ゲームをセーブする際には、全てのオブジェクトに対してセーブを命令します。
var savenodes = get_tree().get_nodes_in_group("Persist")
for i in savenodes:
# 全てのノードに対してセーブ関数を呼ぶ.
シリアル化
次にデータをシリアル化します。シリアル化とは読み込みやセーブなどディスクとのやりとりの最適化です。Persisitグループはインスタンス化されたノードであり、パスがあると仮定します。GDScriptにはDictionary.to_json()やDictionary.parse_json()など、便利な関数が多数あるので、今回はディクショナリーを使うことにしましょう。セーブ用のノードにはセーブ関数とセーブするデータが必要です。セーブ関数は以下のようになります。:
func save():
var savedict = {
filename=get_filename(),
parent=get_parent().get_path(),
posx=get_pos().x, #Vector2 is not supported by json
posy=get_pos().y,
attack=attack,
defense=defense,
currenthealth=currenthealth,
maxhealth=maxhealth,
damage=damage,
regen=regen,
experience=experience,
TNL=TNL,
level=level,
AttackGrowth=AttackGrowth,
DefenseGrowth=DefenseGrowth,
HealthGrowth=HealthGrowth,
isalive=isalive,
last_attack=last_attack
}
return savedict
この方法ではディクショナリーは連想配列になります。 { "variable_name":that_variables_value }
連想配列はロード時に最適な形です。
セーブとデータの読み込み
ファイルシステムのチュートリアルでも述べましたが、ファイルからデータを読み込むには、まずファイルをオープンして書き込むする必要があります。グループに関連するデータを呼び出すメソッドがあります。グループを呼び出し、to_json()を使って保存に適した文字列に変換し、ファイルに格納しましょう。この方法では、各行が確実に独自のjsonオブジェクトになり、ファイルからデータを取り出しやすくなります。
# ノート:この関数はツリーのどこからでも呼び出せます。パスには依存しません。
# Persistカテゴリの全てに対して、関連する変数のdictを返すよう指示します。
func save_game():
var savegame = File.new()
savegame.open("user://savegame.save", File.WRITE)
var savenodes = get_tree().get_nodes_in_group("Persist")
for i in savenodes:
var nodedata = i.save()
savegame.store_line(nodedata.to_json())
savegame.close()
ゲームのセーブについてはこれで終わりです。このセーブ方法であれば読み込むことも容易です。各行を読み込んでparse_json()で値を読み込み、その値をオブジェクトに代入すれば読み込み処理は出来てしまいます。だたし、オブジェクトを作成する前に、少々面倒な作業が必要になります。ファイル名や親の値を使用出来るかのチェックです。例えばこのようなロード関数が考えられます。

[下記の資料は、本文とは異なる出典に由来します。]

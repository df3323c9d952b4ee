//! Campaign and subscriber queries for the local cache.

use sendtrack_core::db::unix_timestamp;

use super::db::{DatabaseError, LocalStore};
use crate::models::{
    Campaign, CampaignRecord, DashboardStats, Subscriber, SubscriberRecord, Trends, percentage,
};

/// Insert a campaign or refresh every remote-derived column of an existing
/// one. `created_at` is only written on insert; engagement counters the
/// remote row does not carry (clicked, bounced, unsubscribed) are left alone.
const UPSERT_CAMPAIGN_SQL: &str = "INSERT INTO campaigns \
    (id, title, subject, from_name, from_email, status, sent_at, recipients, opened, last_synced_at, created_at) \
    VALUES (?, ?, ?, ?, ?, ?, ?, ?, ?, ?, ?) \
    ON CONFLICT(id) DO UPDATE SET \
    title = excluded.title, subject = excluded.subject, \
    from_name = excluded.from_name, from_email = excluded.from_email, \
    status = excluded.status, sent_at = excluded.sent_at, \
    recipients = excluded.recipients, opened = excluded.opened, \
    last_synced_at = excluded.last_synced_at";

/// Insert a subscriber or refresh an existing one. `subscribed_at` is only
/// written on insert because the mapper may have substituted "now" for a
/// missing remote timestamp.
const UPSERT_SUBSCRIBER_SQL: &str = "INSERT INTO subscribers \
    (email, name, list_id, status, subscribed_at, last_synced_at) \
    VALUES (?, ?, ?, ?, ?, ?) \
    ON CONFLICT(email) DO UPDATE SET \
    name = excluded.name, list_id = excluded.list_id, \
    status = excluded.status, last_synced_at = excluded.last_synced_at";

type SqliteQuery<'q> = sqlx::query::Query<'q, sqlx::Sqlite, sqlx::sqlite::SqliteArguments<'q>>;

impl CampaignRecord {
    fn bind_upsert(&self, now: i64) -> SqliteQuery<'_> {
        sqlx::query(UPSERT_CAMPAIGN_SQL)
            .bind(&self.id)
            .bind(&self.title)
            .bind(&self.subject)
            .bind(&self.from_name)
            .bind(&self.from_email)
            .bind(self.status.as_str())
            .bind(self.sent_at)
            .bind(self.recipients)
            .bind(self.opened)
            .bind(now)
            .bind(now)
    }
}

impl SubscriberRecord {
    fn bind_upsert(&self, now: i64) -> SqliteQuery<'_> {
        sqlx::query(UPSERT_SUBSCRIBER_SQL)
            .bind(&self.email)
            .bind(self.name.as_deref())
            .bind(&self.list_id)
            .bind(self.status.as_str())
            .bind(self.subscribed_at)
            .bind(now)
    }
}

impl LocalStore {
    // =========================================================================
    // Campaign queries
    // =========================================================================

    /// Insert or update a campaign keyed by its remote id.
    pub async fn upsert_campaign(&self, record: &CampaignRecord) -> Result<(), DatabaseError> {
        record
            .bind_upsert(unix_timestamp())
            .execute(self.pool())
            .await?;
        Ok(())
    }

    /// Get a campaign by ID.
    pub async fn get_campaign(&self, id: &str) -> Result<Campaign, DatabaseError> {
        sqlx::query_as::<_, Campaign>("SELECT * FROM campaigns WHERE id = ?")
            .bind(id)
            .fetch_optional(self.pool())
            .await?
            .ok_or_else(|| DatabaseError::NotFound(format!("Campaign {id}")))
    }

    /// List campaigns, highest remote id first.
    pub async fn list_campaigns(&self, limit: u32) -> Result<Vec<Campaign>, DatabaseError> {
        let campaigns = sqlx::query_as::<_, Campaign>(
            "SELECT * FROM campaigns ORDER BY CAST(id AS INTEGER) DESC, id DESC LIMIT ?",
        )
        .bind(limit)
        .fetch_all(self.pool())
        .await?;

        Ok(campaigns)
    }

    /// Count all cached campaigns.
    pub async fn count_campaigns(&self) -> Result<i64, DatabaseError> {
        let row: (i64,) = sqlx::query_as("SELECT COUNT(*) FROM campaigns")
            .fetch_one(self.pool())
            .await?;
        Ok(row.0)
    }

    // =========================================================================
    // Subscriber queries
    // =========================================================================

    /// Insert or update a single subscriber keyed by email.
    pub async fn upsert_subscriber(&self, record: &SubscriberRecord) -> Result<(), DatabaseError> {
        record
            .bind_upsert(unix_timestamp())
            .execute(self.pool())
            .await?;
        Ok(())
    }

    /// Upsert a batch of subscribers in one transaction.
    ///
    /// Either every record is written or none is: the transaction is rolled
    /// back when it is dropped without commit on the error path.
    pub async fn upsert_subscribers(
        &self,
        records: &[SubscriberRecord],
    ) -> Result<u64, DatabaseError> {
        let now = unix_timestamp();
        let mut tx = self.pool().begin().await?;

        let mut written = 0;
        for record in records {
            record.bind_upsert(now).execute(&mut *tx).await?;
            written += 1;
        }

        tx.commit().await?;

        Ok(written)
    }

    /// Get a subscriber by email (exact, case-sensitive match).
    pub async fn get_subscriber(&self, email: &str) -> Result<Subscriber, DatabaseError> {
        sqlx::query_as::<_, Subscriber>("SELECT * FROM subscribers WHERE email = ?")
            .bind(email)
            .fetch_optional(self.pool())
            .await?
            .ok_or_else(|| DatabaseError::NotFound(format!("Subscriber {email}")))
    }

    /// List subscribers, most recently subscribed first.
    pub async fn list_subscribers(&self, limit: u32) -> Result<Vec<Subscriber>, DatabaseError> {
        let subscribers = sqlx::query_as::<_, Subscriber>(
            "SELECT * FROM subscribers ORDER BY subscribed_at DESC, email ASC LIMIT ?",
        )
        .bind(limit)
        .fetch_all(self.pool())
        .await?;

        Ok(subscribers)
    }

    /// Count cached subscribers, optionally filtered by status.
    pub async fn count_subscribers(&self, status: Option<&str>) -> Result<i64, DatabaseError> {
        let row: (i64,) = match status {
            Some(status) => {
                sqlx::query_as("SELECT COUNT(*) FROM subscribers WHERE status = ?")
                    .bind(status)
                    .fetch_one(self.pool())
                    .await?
            }
            None => {
                sqlx::query_as("SELECT COUNT(*) FROM subscribers")
                    .fetch_one(self.pool())
                    .await?
            }
        };
        Ok(row.0)
    }

    // =========================================================================
    // Reporting
    // =========================================================================

    /// Aggregate dashboard figures over the whole cache.
    pub async fn dashboard_stats(&self) -> Result<DashboardStats, DatabaseError> {
        let (total_campaigns, active_campaigns, sent, opened, clicked, bounced): (
            i64,
            i64,
            i64,
            i64,
            i64,
            i64,
        ) = sqlx::query_as(
            "SELECT COUNT(*), \
             COALESCE(SUM(CASE WHEN status IN ('sending', 'scheduled') THEN 1 ELSE 0 END), 0), \
             COALESCE(SUM(recipients), 0), COALESCE(SUM(opened), 0), \
             COALESCE(SUM(clicked), 0), COALESCE(SUM(bounced), 0) \
             FROM campaigns",
        )
        .fetch_one(self.pool())
        .await?;

        let total_subscribers = self.count_subscribers(Some("active")).await?;
        let delivered = sent - bounced;

        Ok(DashboardStats {
            total_campaigns,
            active_campaigns,
            total_emails_sent: sent,
            total_delivered: delivered,
            total_opened: opened,
            total_clicked: clicked,
            total_bounced: bounced,
            total_failed: 0,
            average_delivery_rate: percentage(delivered, sent),
            average_open_rate: percentage(opened, sent),
            average_click_rate: percentage(clicked, opened),
            average_bounce_rate: percentage(bounced, sent),
            total_subscribers,
            trends_vs_previous: Trends::default(),
        })
    }
}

# ノート:この関数はツリーのどこからでも呼び出せます。パスには依存しません。
func load_game():
var savegame = File.new()
if !savegame.file_exists("user://savegame.save"):
return #Error! We don't have a save to load
# ゲームステートを初期化し、ロード中のオブジェクトの複製を防止します。このプロセスはプロジェクトによって変わるものなので、その点にはご留意ください。
# この例ではsavableオブジェクトを削除して実現します。
var savenodes = get_tree().get_nodes_in_group("Persist")
for i in savenodes:
i.queue_free()
# 行単位でファイルをロードし、ディクショナリを処理して、オブジェクトを復元する。

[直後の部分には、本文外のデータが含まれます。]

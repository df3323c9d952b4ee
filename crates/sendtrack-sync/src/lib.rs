//! `SendTrack` Sync Engine
//!
//! Mirrors a remote Sendy database into the local `SQLite` cache:
//! - Remote reader over a bounded `MySQL` pool
//! - Pure field mapping from loosely-typed remote rows
//! - Local store with keyed upserts and transactional batches
//! - Run tracking and the sync orchestrator

pub mod mapper;
pub mod models;
pub mod remote;
pub mod service;
pub mod store;
#[cfg(any(test, feature = "test-utils"))]
pub mod testing;
pub mod tracker;

pub use models::{
    Campaign, CampaignRecord, CampaignStatus, DashboardStats, RunHealth, RunStatus, Subscriber,
    SubscriberRecord, SubscriberStatus, SyncRun, Trends,
};
pub use remote::{MySqlSource, RawValue, RemoteError, RemoteSource};
pub use service::{SyncError, SyncLimits, SyncOutcome, SyncService};
pub use store::{DatabaseError, LocalStore};
pub use tracker::{RunOutcome, RunTracker};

var currentline = {} # dict.parse_json() requires a declared dict.
savegame.open("user://savegame.save", File.READ)
while (!savegame.eof_reached()):
currentline.parse_json(savegame.get_line())
# First we need to create the object and add it to the tree and set its position.
var newobject = load(currentline["filename"]).instance()
get_node(currentline["parent"]).add_child(newobject)
newobject.set_pos(Vector2(currentline["posx"],currentline["posy"]))
# Now we set the remaining variables.
for i in currentline.keys():
if (i == "filename" or i == "parent" or i == "posx" or i == "posy"):
continue
newobject.set(i, currentline[i])
savegame.close()
これらの関数を使えば、シーンツリーのほぼどこからでも、任意の数のオブジェクトに対してセーブ/ロードが出来ます。各オブジェクトは、保存する必要があるものだけをピックアップしてセーブできます。
注意事項
このチュートリアルで学んだことはセーブ/ロードの基本に過ぎません。ゲームによってこのプロセスはいくらでも複雑化します。ゲームの状態を一元管理することはなかなか難しく、個々のプロジェクトにおいて大幅なカスタマイズが必要である場合もあります。
この実装では、Persistオブジェクトは他のPersistオブジェクトの子では無いものとしています。もしこの前提が崩れれば、無効なパスが生成されてしまいます。もしそのようなことがしたい場合には留意する必要があります。子オブジェクトがロードされた時にも利用出来るように、オブジェクトを親から先に段階的に保存すると、add_child()を呼び出すだけでセーブ処理が実現可能になります。ノードのパスが無効になることを防ぐため、子ノードを親ノードにリンクするという処理も必要になります。複雑ですね。